Quelque chose dans l’air

À défaut d’être heureux, ils n’étaient pas malheureux. Qui en aurait douté ne serait-ce qu’un seul instant ?

La paix régnait depuis très longtemps et pour longtemps encore. Les quelques semblants de conflits armés qui perduraient, étaient non seulement endigués, mais en voie de résolution. De toute façon, hormis la population locale, personne ne s’en souciait vraiment et les bulletins d’information sur le sujet ne prenaient que quelques lignes dans les quotidiens.

L’économie et la santé allaient bien, si la non aisance existait encore de façon résiduelle, elle régressait chaque année. Inversement, la longévité humaine progressait de façon continue, le Ministre de la Santé n’avait-il pas triomphalement annoncé que l’espérance de vie avait encore augmenté de 3 mois l’année passée contre 2 l’année antérieure ?

L’art s‘épanouissait sous toutes ses formes, grâce aux subventions les artistes pouvaient développer leurs talents sans être distraits par les contingences matérielles. Sans cela comment imaginer par exemple que les poètes puissent avoir eu l’idée d’inventer la Cantate trisyllabique qui faisait actuellement fureur dans les salles de la Capitale. Certes, le commun n’appréciait pas encore cette forme de chant à sa juste valeur mais ce n’était qu’une question de temps. Car bien que l’école et les médias aient grandement amélioré son niveau culturel, il préférait pour l’instant encore les concours de Hurleurs Urbains. Ceux-ci bien sûr n’étaient pas non plus dénués de talent sur le plan créatif.

 L’architecture n’était pas en reste et dans la banlieue nord de la Capitale la Tour de Paix s’élevait lentement mais sûrement vers le firmament. Symbole destiné à rappeler les réussites obtenus dans la quête du bonheur pour tous, elle était devenue une destination touristique fort courue et le tramway magnétique y déversait chaque jour son contingent de curieux. Quand elle serait terminée elle serait le plus haut monument de la planète.
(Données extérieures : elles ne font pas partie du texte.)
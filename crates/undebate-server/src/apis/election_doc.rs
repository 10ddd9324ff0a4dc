//! Election document apis.
//!
//! `subscribe-election-doc (id)` replies with the stored document and joins
//! the caller to `subscribe-election-doc:{id}`. `find-and-set-election-doc
//! (query, doc)` validates and upserts a document for a signed-in user, then
//! pushes it to that channel.

use std::sync::Arc;

use serde::Deserialize;
use serde_json::{Map, Value};

use undebate_proto::apis::SUBSCRIBE_ELECTION_DOC;
use undebate_proto::channel_name;

use crate::error::Error;
use crate::handler::{ApiContext, SocketApi};
use crate::store::ElectionStore;

/// Longest string accepted anywhere in an election document.
pub const MAX_STRING_LEN: usize = 4096;

/// Required value of a document's `webComponent` field, when present.
pub const ELECTION_DOC_COMPONENT: &str = "ElectionDoc";

/// Query selecting one election document.
#[derive(Debug, Clone, PartialEq, Eq, Deserialize)]
#[serde(deny_unknown_fields)]
pub struct ElectionQuery {
    /// Document id.
    #[serde(rename = "_id")]
    pub id: String,
}

impl ElectionQuery {
    /// Parse and check a query argument.
    pub fn parse(value: Value) -> Result<Self, Error> {
        let query: ElectionQuery = serde_json::from_value(value)
            .map_err(|e| Error::InvalidRequest(format!("bad election query: {}", e)))?;
        if query.id.is_empty() {
            return Err(Error::InvalidRequest("election query has an empty _id".to_string()));
        }
        Ok(query)
    }
}

/// Check the structure of an election document.
pub fn validate_election_doc(doc: &Value) -> Result<(), Error> {
    let Value::Object(fields) = doc else {
        return Err(Error::Validation(format!(
            "election doc must be an object, got {}",
            json_type(doc)
        )));
    };

    if let Some(component) = fields.get("webComponent") {
        if component.as_str() != Some(ELECTION_DOC_COMPONENT) {
            return Err(Error::Validation(format!(
                "webComponent must be \"{}\", got {}",
                ELECTION_DOC_COMPONENT, component
            )));
        }
    }

    check_strings(fields, "")
}

fn check_strings(fields: &Map<String, Value>, path: &str) -> Result<(), Error> {
    for (key, value) in fields {
        let path = if path.is_empty() {
            key.clone()
        } else {
            format!("{}.{}", path, key)
        };
        check_value(value, &path)?;
    }
    Ok(())
}

fn check_value(value: &Value, path: &str) -> Result<(), Error> {
    match value {
        Value::String(s) if s.chars().count() > MAX_STRING_LEN => Err(Error::Validation(format!(
            "{} is longer than {} characters",
            path, MAX_STRING_LEN
        ))),
        Value::Object(fields) => check_strings(fields, path),
        Value::Array(items) => items
            .iter()
            .enumerate()
            .try_for_each(|(i, item)| check_value(item, &format!("{}[{}]", path, i))),
        _ => Ok(()),
    }
}

fn json_type(value: &Value) -> &'static str {
    match value {
        Value::Null => "null",
        Value::Bool(_) => "boolean",
        Value::Number(_) => "number",
        Value::String(_) => "string",
        Value::Array(_) => "array",
        Value::Object(_) => "object",
    }
}

/// `subscribe-election-doc`: reply with the current document and follow it.
pub struct SubscribeElectionDoc {
    store: Arc<ElectionStore>,
}

impl SubscribeElectionDoc {
    /// Create the api over `store`.
    pub fn new(store: Arc<ElectionStore>) -> Self {
        Self { store }
    }
}

impl SocketApi for SubscribeElectionDoc {
    fn handle(&self, ctx: &ApiContext<'_>, args: Vec<Value>) -> Result<Vec<Value>, Error> {
        let id = match args.first() {
            Some(Value::String(id)) if !id.is_empty() => id.as_str(),
            other => {
                return Err(Error::InvalidRequest(format!(
                    "subscribe-election-doc needs a string id, got {}",
                    other.map(json_type).unwrap_or("nothing")
                )))
            }
        };

        // Join first so an update racing this call is not lost.
        ctx.join(&channel_name(SUBSCRIBE_ELECTION_DOC, id))?;

        let doc = self.store.get(id).unwrap_or(Value::Null);
        tracing::debug!(connection_id = ctx.connection_id, id, found = !doc.is_null(), "election doc subscribed");
        Ok(vec![doc])
    }
}

/// `find-and-set-election-doc`: validate, upsert and publish a document.
pub struct FindAndSetElectionDoc {
    store: Arc<ElectionStore>,
}

impl FindAndSetElectionDoc {
    /// Create the api over `store`.
    pub fn new(store: Arc<ElectionStore>) -> Self {
        Self { store }
    }
}

impl SocketApi for FindAndSetElectionDoc {
    fn handle(&self, ctx: &ApiContext<'_>, args: Vec<Value>) -> Result<Vec<Value>, Error> {
        let Some(user) = ctx.user else {
            tracing::debug!(connection_id = ctx.connection_id, "election doc write without user");
            return Ok(Vec::new());
        };

        let mut args = args.into_iter();
        let query = ElectionQuery::parse(args.next().unwrap_or(Value::Null))?;
        let doc = args
            .next()
            .ok_or_else(|| Error::InvalidRequest("find-and-set-election-doc needs a doc".to_string()))?;

        validate_election_doc(&doc)?;

        let replaced = self.store.upsert(query.id.clone(), doc.clone());
        let delivered = ctx.publish(&channel_name(SUBSCRIBE_ELECTION_DOC, &query.id), &doc)?;

        tracing::info!(
            connection_id = ctx.connection_id,
            user,
            id = %query.id,
            replaced,
            delivered,
            "election doc set"
        );
        Ok(vec![Value::Bool(true)])
    }
}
Mais c’est peut-être dans le mode de gestion de l’état que la période avait atteint sa perfection. La démocratie ayant montré ses limites, la population ne comprenant pas toujours ce qui était bon pour elle, les organes dirigeants étaient  maintenant doublés d’associations, de conseils et de groupes qui non seulement veillaient à la bonne gestion de l’Espace Territorial mais évitait aussi que les élus ne prennent une trop grande autonomie, ce qui serait immanquablement dommageable pour le peuple. Par exemple, le Conseil du Compromis composé de 21 sages renouvelables par tiers et par cooptation tous les 2 ans était chargé de donner un avis sur le bien fondé des nouvelles lois, de façon à ne léser aucune minorité. Ou le Conseil de la Mémoire Intacte désigné à vie par un collège d’historiens, qui avait pour mission de superviser le contenu de toute parution afin d’épargner au public les théories non conformes et malsaines de certains auteurs. Car malgré toute la bonne volonté des dirigeants il y aura toujours des esprits pervers prêts à profiter d’un relâchement. L’Espace Territoriale était ainsi pris dans un subtil réseau de compétences qui se compénétraient et évitait tout abus de quiconque ainsi que la pérennité du système.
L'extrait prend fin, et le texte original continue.